-- Data to process follows --

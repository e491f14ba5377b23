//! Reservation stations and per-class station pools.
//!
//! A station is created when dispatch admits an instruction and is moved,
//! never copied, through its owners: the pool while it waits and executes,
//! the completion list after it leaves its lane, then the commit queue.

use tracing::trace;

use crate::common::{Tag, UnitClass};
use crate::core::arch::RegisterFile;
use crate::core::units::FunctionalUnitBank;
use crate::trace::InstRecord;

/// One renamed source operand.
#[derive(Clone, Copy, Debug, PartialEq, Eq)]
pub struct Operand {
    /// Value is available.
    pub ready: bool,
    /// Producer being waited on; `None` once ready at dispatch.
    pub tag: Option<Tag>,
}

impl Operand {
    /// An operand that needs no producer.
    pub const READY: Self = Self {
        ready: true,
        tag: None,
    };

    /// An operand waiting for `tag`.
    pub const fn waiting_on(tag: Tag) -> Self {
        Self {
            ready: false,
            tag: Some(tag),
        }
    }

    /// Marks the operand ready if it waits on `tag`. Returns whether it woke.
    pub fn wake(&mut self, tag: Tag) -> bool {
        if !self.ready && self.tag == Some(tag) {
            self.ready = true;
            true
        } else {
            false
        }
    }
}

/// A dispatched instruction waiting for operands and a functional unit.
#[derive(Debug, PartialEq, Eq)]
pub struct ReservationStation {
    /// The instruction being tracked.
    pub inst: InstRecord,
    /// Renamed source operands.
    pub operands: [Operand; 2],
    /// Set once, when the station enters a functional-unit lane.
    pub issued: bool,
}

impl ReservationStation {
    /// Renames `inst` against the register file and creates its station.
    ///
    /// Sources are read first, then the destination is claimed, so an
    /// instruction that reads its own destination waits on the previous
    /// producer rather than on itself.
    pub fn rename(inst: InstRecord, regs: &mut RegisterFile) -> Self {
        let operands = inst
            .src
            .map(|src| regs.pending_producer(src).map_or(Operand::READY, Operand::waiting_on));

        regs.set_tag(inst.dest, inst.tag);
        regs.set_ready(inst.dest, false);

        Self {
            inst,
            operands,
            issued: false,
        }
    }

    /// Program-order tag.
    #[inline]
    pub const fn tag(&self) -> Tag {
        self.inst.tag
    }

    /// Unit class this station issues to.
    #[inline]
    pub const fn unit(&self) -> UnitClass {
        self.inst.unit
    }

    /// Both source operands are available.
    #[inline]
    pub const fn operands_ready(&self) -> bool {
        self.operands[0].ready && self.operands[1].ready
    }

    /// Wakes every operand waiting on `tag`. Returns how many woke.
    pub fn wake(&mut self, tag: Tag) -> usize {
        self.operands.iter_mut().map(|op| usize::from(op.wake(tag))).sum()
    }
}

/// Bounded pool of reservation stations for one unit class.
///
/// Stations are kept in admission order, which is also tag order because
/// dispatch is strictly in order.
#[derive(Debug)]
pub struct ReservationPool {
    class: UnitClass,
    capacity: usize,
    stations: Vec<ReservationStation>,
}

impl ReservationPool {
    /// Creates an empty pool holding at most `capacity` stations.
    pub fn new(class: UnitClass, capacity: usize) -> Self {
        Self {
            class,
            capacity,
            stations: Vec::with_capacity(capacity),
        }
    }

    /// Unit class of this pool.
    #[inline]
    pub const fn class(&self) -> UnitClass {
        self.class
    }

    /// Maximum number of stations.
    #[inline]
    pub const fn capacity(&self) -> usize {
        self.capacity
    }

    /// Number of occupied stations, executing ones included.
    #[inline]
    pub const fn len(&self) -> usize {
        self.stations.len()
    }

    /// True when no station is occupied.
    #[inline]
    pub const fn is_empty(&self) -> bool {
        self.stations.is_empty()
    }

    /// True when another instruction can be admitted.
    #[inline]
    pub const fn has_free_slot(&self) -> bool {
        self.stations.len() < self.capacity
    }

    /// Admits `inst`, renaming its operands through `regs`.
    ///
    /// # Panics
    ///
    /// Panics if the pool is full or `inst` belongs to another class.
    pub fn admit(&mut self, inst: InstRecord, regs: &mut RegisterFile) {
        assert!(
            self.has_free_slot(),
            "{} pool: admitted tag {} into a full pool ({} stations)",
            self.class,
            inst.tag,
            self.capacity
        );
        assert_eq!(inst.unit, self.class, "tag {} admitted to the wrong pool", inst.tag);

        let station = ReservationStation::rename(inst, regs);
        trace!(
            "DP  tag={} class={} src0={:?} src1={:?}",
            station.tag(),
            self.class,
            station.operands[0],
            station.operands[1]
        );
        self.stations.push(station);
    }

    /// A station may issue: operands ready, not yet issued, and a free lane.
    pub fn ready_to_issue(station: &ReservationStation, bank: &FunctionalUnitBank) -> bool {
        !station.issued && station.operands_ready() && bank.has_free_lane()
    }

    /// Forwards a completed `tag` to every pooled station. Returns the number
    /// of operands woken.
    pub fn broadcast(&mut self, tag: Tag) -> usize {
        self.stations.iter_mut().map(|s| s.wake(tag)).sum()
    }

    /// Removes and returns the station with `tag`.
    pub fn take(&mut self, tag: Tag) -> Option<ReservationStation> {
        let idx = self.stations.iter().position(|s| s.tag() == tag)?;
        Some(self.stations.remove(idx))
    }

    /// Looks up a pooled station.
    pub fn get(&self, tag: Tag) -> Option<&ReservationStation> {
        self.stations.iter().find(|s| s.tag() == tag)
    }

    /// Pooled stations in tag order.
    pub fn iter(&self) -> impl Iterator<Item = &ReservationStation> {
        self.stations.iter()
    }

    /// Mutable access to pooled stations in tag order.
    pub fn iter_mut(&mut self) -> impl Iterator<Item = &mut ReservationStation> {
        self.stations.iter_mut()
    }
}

-- Data to process concluded --

## [Task objective]
Output the entries above word for word.

## [Response area]
repository e491f14ba5377b23
//! Reservation stations and per-class station pools.
//!
//! A station is created when dispatch admits an instruction and is moved,
//! never copied, through its owners: the pool while it waits and executes,
//! the completion list after it leaves its lane, then the commit queue.

use tracing::trace;

use crate::common::{Tag, UnitClass};
use crate::core::arch::RegisterFile;
use crate::core::units::FunctionalUnitBank;
use crate::trace::InstRecord;

/// One renamed source operand.
#[derive(Clone, Copy, Debug, PartialEq, Eq)]
pub struct Operand {
    /// Value is available.
    pub ready: bool,
    /// Producer being waited on; `None` once ready at dispatch.
    pub tag: Option<Tag>,
}

impl Operand {
    /// An operand that needs no producer.
    pub const READY: Self = Self {
        ready: true,
        tag: None,
    };

    /// An operand waiting for `tag`.
    pub const fn waiting_on(tag: Tag) -> Self {
        Self {
            ready: false,
            tag: Some(tag),
        }
    }

    /// Marks the operand ready if it waits on `tag`. Returns whether it woke.
    pub fn wake(&mut self, tag: Tag) -> bool {
        if !self.ready && self.tag == Some(tag) {
            self.ready = true;
            true
        } else {
            false
        }
    }
}

/// A dispatched instruction waiting for operands and a functional unit.
#[derive(Debug, PartialEq, Eq)]
pub struct ReservationStation {
    /// The instruction being tracked.
    pub inst: InstRecord,
    /// Renamed source operands.
    pub operands: [Operand; 2],
    /// Set once, when the station enters a functional-unit lane.
    pub issued: bool,
}

impl ReservationStation {
    /// Renames `inst` against the register file and creates its station.
    ///
    /// Sources are read first, then the destination is claimed, so an
    /// instruction that reads its own destination waits on the previous
    /// producer rather than on itself.
    pub fn rename(inst: InstRecord, regs: &mut RegisterFile) -> Self {
        let operands = inst
            .src
            .map(|src| regs.pending_producer(src).map_or(Operand::READY, Operand::waiting_on));

        regs.set_tag(inst.dest, inst.tag);
        regs.set_ready(inst.dest, false);

        Self {
            inst,
            operands,
            issued: false,
        }
    }

    /// Program-order tag.
    #[inline]
    pub const fn tag(&self) -> Tag {
        self.inst.tag
    }

    /// Unit class this station issues to.
    #[inline]
    pub const fn unit(&self) -> UnitClass {
        self.inst.unit
    }

    /// Both source operands are available.
    #[inline]
    pub const fn operands_ready(&self) -> bool {
        self.operands[0].ready && self.operands[1].ready
    }

    /// Wakes every operand waiting on `tag`. Returns how many woke.
    pub fn wake(&mut self, tag: Tag) -> usize {
        self.operands.iter_mut().map(|op| usize::from(op.wake(tag))).sum()
    }
}

/// Bounded pool of reservation stations for one unit class.
///
/// Stations are kept in admission order, which is also tag order because
/// dispatch is strictly in order.
#[derive(Debug)]
pub struct ReservationPool {
    class: UnitClass,
    capacity: usize,
    stations: Vec<ReservationStation>,
}

impl ReservationPool {
    /// Creates an empty pool holding at most `capacity` stations.
    pub fn new(class: UnitClass, capacity: usize) -> Self {
        Self {
            class,
            capacity,
            stations: Vec::with_capacity(capacity),
        }
    }

    /// Unit class of this pool.
    #[inline]
    pub const fn class(&self) -> UnitClass {
        self.class
    }

    /// Maximum number of stations.
    #[inline]
    pub const fn capacity(&self) -> usize {
        self.capacity
    }

    /// Number of occupied stations, executing ones included.
    #[inline]
    pub const fn len(&self) -> usize {
        self.stations.len()
    }

    /// True when no station is occupied.
    #[inline]
    pub const fn is_empty(&self) -> bool {
        self.stations.is_empty()
    }

    /// True when another instruction can be admitted.
    #[inline]
    pub const fn has_free_slot(&self) -> bool {
        self.stations.len() < self.capacity
    }

    /// Admits `inst`, renaming its operands through `regs`.
    ///
    /// # Panics
    ///
    /// Panics if the pool is full or `inst` belongs to another class.
    pub fn admit(&mut self, inst: InstRecord, regs: &mut RegisterFile) {
        assert!(
            self.has_free_slot(),
            "{} pool: admitted tag {} into a full pool ({} stations)",
            self.class,
            inst.tag,
            self.capacity
        );
        assert_eq!(inst.unit, self.class, "tag {} admitted to the wrong pool", inst.tag);

        let station = ReservationStation::rename(inst, regs);
        trace!(
            "DP  tag={} class={} src0={:?} src1={:?}",
            station.tag(),
            self.class,
            station.operands[0],
            station.operands[1]
        );
        self.stations.push(station);
    }

    /// A station may issue: operands ready, not yet issued, and a free lane.
    pub fn ready_to_issue(station: &ReservationStation, bank: &FunctionalUnitBank) -> bool {
        !station.issued && station.operands_ready() && bank.has_free_lane()
    }

    /// Forwards a completed `tag` to every pooled station. Returns the number
    /// of operands woken.
    pub fn broadcast(&mut self, tag: Tag) -> usize {
        self.stations.iter_mut().map(|s| s.wake(tag)).sum()
    }

    /// Removes and returns the station with `tag`.
    pub fn take(&mut self, tag: Tag) -> Option<ReservationStation> {
        let idx = self.stations.iter().position(|s| s.tag() == tag)?;
        Some(self.stations.remove(idx))
    }

    /// Looks up a pooled station.
    pub fn get(&self, tag: Tag) -> Option<&ReservationStation> {
        self.stations.iter().find(|s| s.tag() == tag)
    }

    /// Pooled stations in tag order.
    pub fn iter(&self) -> impl Iterator<Item = &ReservationStation> {
        self.stations.iter()
    }

    /// Mutable access to pooled stations in tag order.
    pub fn iter_mut(&mut self) -> impl Iterator<Item = &mut ReservationStation> {
        self.stations.iter_mut()
    }
}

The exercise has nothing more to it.